Exercise goal - Write out all of the data again, exactly as it reads.

** Opening Data to examine block **

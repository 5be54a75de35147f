//! Request identification.
//!
//! Every request gets an `x-request-id` (UUID v4) unless the client sent
//! one. The id is attached to the request span and echoed on the response.

use axum::http::{HeaderValue, Request};
use tower_http::request_id::{MakeRequestId, RequestId};
use uuid::Uuid;

pub const X_REQUEST_ID: &str = "x-request-id";

/// Generates UUID v4 request ids.
#[derive(Debug, Clone, Copy, Default)]
pub struct MakeRequestUuidV4;

impl MakeRequestId for MakeRequestUuidV4 {
    fn make_request_id<B>(&mut self, _request: &Request<B>) -> Option<RequestId> {
        HeaderValue::from_str(&Uuid::new_v4().to_string())
            .ok()
            .map(RequestId::new)
    }
}

/// The request id header value, if present and printable.
pub fn request_id_of<B>(request: &Request<B>) -> &str {
    request
        .headers()
        .get(X_REQUEST_ID)
        .and_then(|v| v.to_str().ok())
        .unwrap_or("unknown")
}
//! Transactional state store.
//!
//! # Data Flow
//! ```text
//! writer (allocate, register, pool edit, ...)
//!     → lock writer mutex
//!     → clone current snapshot into a draft
//!     → mutate draft; any error drops the draft (rollback)
//!     → publish draft as the new snapshot (commit)
//!
//! reader (list, stats, lookups)
//!     → load current snapshot (lock-free)
//! ```
//!
//! # Design Decisions
//! - One writer at a time: capacity checks and port reservation cannot race
//! - Readers never block and always see a fully committed state
//! - Optional JSON persistence after every commit and on shutdown

pub mod persistence;
pub mod state;

use arc_swap::ArcSwap;
use std::path::{Path, PathBuf};
use std::sync::Arc;
use thiserror::Error;
use tokio::sync::Mutex;

pub use state::{PortsExhausted, StoreState};

/// Errors from loading or saving the state image.
#[derive(Debug, Error)]
pub enum StoreError {
    #[error("IO error: {0}")]
    Io(#[from] std::io::Error),

    #[error("Serialization error: {0}")]
    Serde(#[from] serde_json::Error),
}

/// Shared handle to the service state.
pub struct Store {
    snapshot: ArcSwap<StoreState>,
    writer: Mutex<()>,
    path: Option<PathBuf>,
    autosave: bool,
}

impl Store {
    /// In-memory store.
    pub fn new(base_port: u16) -> Self {
        Self::from_state(StoreState::new(base_port))
    }

    /// Store seeded with an existing state image.
    pub fn from_state(state: StoreState) -> Self {
        Self {
            snapshot: ArcSwap::from_pointee(state),
            writer: Mutex::new(()),
            path: None,
            autosave: false,
        }
    }

    /// Store backed by a JSON file, loading it if present.
    pub fn open(path: &Path, base_port: u16, autosave: bool) -> Result<Self, StoreError> {
        let mut state = persistence::load_state(path)?.unwrap_or_else(|| StoreState::new(base_port));
        state.normalize(base_port);

        let mut store = Self::from_state(state);
        store.path = Some(path.to_path_buf());
        store.autosave = autosave;
        Ok(store)
    }

    /// Current committed state.
    pub fn snapshot(&self) -> Arc<StoreState> {
        self.snapshot.load_full()
    }

    /// Run `f` as one atomic unit.
    ///
    /// `f` works on a private draft. The draft replaces the snapshot only if
    /// `f` returns `Ok`; on `Err` nothing is visible to anyone.
    pub async fn transact<T, E, F>(&self, f: F) -> Result<T, E>
    where
        F: FnOnce(&mut StoreState) -> Result<T, E>,
    {
        let _guard = self.writer.lock().await;
        let mut draft = StoreState::clone(&self.snapshot.load());
        let out = f(&mut draft)?;
        let committed = Arc::new(draft);
        self.snapshot.store(committed.clone());

        if self.autosave {
            if let Some(path) = &self.path {
                if let Err(e) = persistence::save_state(path, &committed) {
                    tracing::error!(path = %path.display(), error = %e, "Failed to persist committed state");
                }
            }
        }
        Ok(out)
    }

    /// Persist the current snapshot, if a path is configured.
    pub async fn save(&self) -> Result<(), StoreError> {
        if let Some(path) = &self.path {
            let _guard = self.writer.lock().await;
            persistence::save_state(path, &self.snapshot.load())?;
        }
        Ok(())
    }

    pub fn path(&self) -> Option<&Path> {
        self.path.as_deref()
    }
}
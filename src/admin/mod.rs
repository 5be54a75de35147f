//! Operator API, mounted only when `admin.enabled` is set.

pub mod auth;
pub mod handlers;

use axum::{
    middleware,
    routing::{get, post},
    Router,
};

use self::auth::admin_auth_middleware;
use self::handlers::*;
use crate::http::server::AppState;

pub fn setup_admin_router(state: AppState) -> Router<AppState> {
    Router::new()
        .route("/admin/status", get(get_status))
        .route("/admin/pool", get(list_pool).post(add_pool_entries))
        .route("/admin/pool/{id}/active", post(set_pool_entry_active))
        .route("/admin/stats", get(get_stats))
        .route("/admin/gateway/resolve", get(resolve_gateway))
        .route("/admin/usage", post(record_usage))
        .route_layer(middleware::from_fn_with_state(state, admin_auth_middleware))
}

** Closing Data to examine block **

Result below -
repository 5be54a75de35147f
//! Request identification.
//!
//! Every request gets an `x-request-id` (UUID v4) unless the client sent
//! one. The id is attached to the request span and echoed on the response.

use axum::http::{HeaderValue, Request};
use tower_http::request_id::{MakeRequestId, RequestId};
use uuid::Uuid;

pub const X_REQUEST_ID: &str = "x-request-id";

/// Generates UUID v4 request ids.
#[derive(Debug, Clone, Copy, Default)]
pub struct MakeRequestUuidV4;

impl MakeRequestId for MakeRequestUuidV4 {
    fn make_request_id<B>(&mut self, _request: &Request<B>) -> Option<RequestId> {
        HeaderValue::from_str(&Uuid::new_v4().to_string())
            .ok()
            .map(RequestId::new)
    }
}

/// The request id header value, if present and printable.
pub fn request_id_of<B>(request: &Request<B>) -> &str {
    request
        .headers()
        .get(X_REQUEST_ID)
        .and_then(|v| v.to_str().ok())
        .unwrap_or("unknown")
}
//! Transactional state store.
//!
//! # Data Flow
//! ```text
//! writer (allocate, register, pool edit, ...)
//!     → lock writer mutex
//!     → clone current snapshot into a draft
//!     → mutate draft; any error drops the draft (rollback)
//!     → publish draft as the new snapshot (commit)
//!
//! reader (list, stats, lookups)
//!     → load current snapshot (lock-free)
//! ```
//!
//! # Design Decisions
//! - One writer at a time: capacity checks and port reservation cannot race
//! - Readers never block and always see a fully committed state
//! - Optional JSON persistence after every commit and on shutdown

pub mod persistence;
pub mod state;

use arc_swap::ArcSwap;
use std::path::{Path, PathBuf};
use std::sync::Arc;
use thiserror::Error;
use tokio::sync::Mutex;

pub use state::{PortsExhausted, StoreState};

/// Errors from loading or saving the state image.
#[derive(Debug, Error)]
pub enum StoreError {
    #[error("IO error: {0}")]
    Io(#[from] std::io::Error),

    #[error("Serialization error: {0}")]
    Serde(#[from] serde_json::Error),
}

/// Shared handle to the service state.
pub struct Store {
    snapshot: ArcSwap<StoreState>,
    writer: Mutex<()>,
    path: Option<PathBuf>,
    autosave: bool,
}

impl Store {
    /// In-memory store.
    pub fn new(base_port: u16) -> Self {
        Self::from_state(StoreState::new(base_port))
    }

    /// Store seeded with an existing state image.
    pub fn from_state(state: StoreState) -> Self {
        Self {
            snapshot: ArcSwap::from_pointee(state),
            writer: Mutex::new(()),
            path: None,
            autosave: false,
        }
    }

    /// Store backed by a JSON file, loading it if present.
    pub fn open(path: &Path, base_port: u16, autosave: bool) -> Result<Self, StoreError> {
        let mut state = persistence::load_state(path)?.unwrap_or_else(|| StoreState::new(base_port));
        state.normalize(base_port);

        let mut store = Self::from_state(state);
        store.path = Some(path.to_path_buf());
        store.autosave = autosave;
        Ok(store)
    }

    /// Current committed state.
    pub fn snapshot(&self) -> Arc<StoreState> {
        self.snapshot.load_full()
    }

    /// Run `f` as one atomic unit.
    ///
    /// `f` works on a private draft. The draft replaces the snapshot only if
    /// `f` returns `Ok`; on `Err` nothing is visible to anyone.
    pub async fn transact<T, E, F>(&self, f: F) -> Result<T, E>
    where
        F: FnOnce(&mut StoreState) -> Result<T, E>,
    {
        let _guard = self.writer.lock().await;
        let mut draft = StoreState::clone(&self.snapshot.load());
        let out = f(&mut draft)?;
        let committed = Arc::new(draft);
        self.snapshot.store(committed.clone());

        if self.autosave {
            if let Some(path) = &self.path {
                if let Err(e) = persistence::save_state(path, &committed) {
                    tracing::error!(path = %path.display(), error = %e, "Failed to persist committed state");
                }
            }
        }
        Ok(out)
    }

    /// Persist the current snapshot, if a path is configured.
    pub async fn save(&self) -> Result<(), StoreError> {
        if let Some(path) = &self.path {
            let _guard = self.writer.lock().await;
            persistence::save_state(path, &self.snapshot.load())?;
        }
        Ok(())
    }

    pub fn path(&self) -> Option<&Path> {
        self.path.as_deref()
    }
}
filename src/admin/mod.rs
repository 5be54a75de35147f
//! Operator API, mounted only when `admin.enabled` is set.

pub mod auth;
pub mod handlers;

use axum::{
    middleware,
    routing::{get, post},
    Router,
};

use self::auth::admin_auth_middleware;
use self::handlers::*;
use crate::http::server::AppState;

pub fn setup_admin_router(state: AppState) -> Router<AppState> {
    Router::new()
        .route("/admin/status", get(get_status))
        .route("/admin/pool", get(list_pool).post(add_pool_entries))
        .route("/admin/pool/{id}/active", post(set_pool_entry_active))
        .route("/admin/stats", get(get_stats))
        .route("/admin/gateway/resolve", get(resolve_gateway))
        .route("/admin/usage", post(record_usage))
        .route_layer(middleware::from_fn_with_state(state, admin_auth_middleware))
}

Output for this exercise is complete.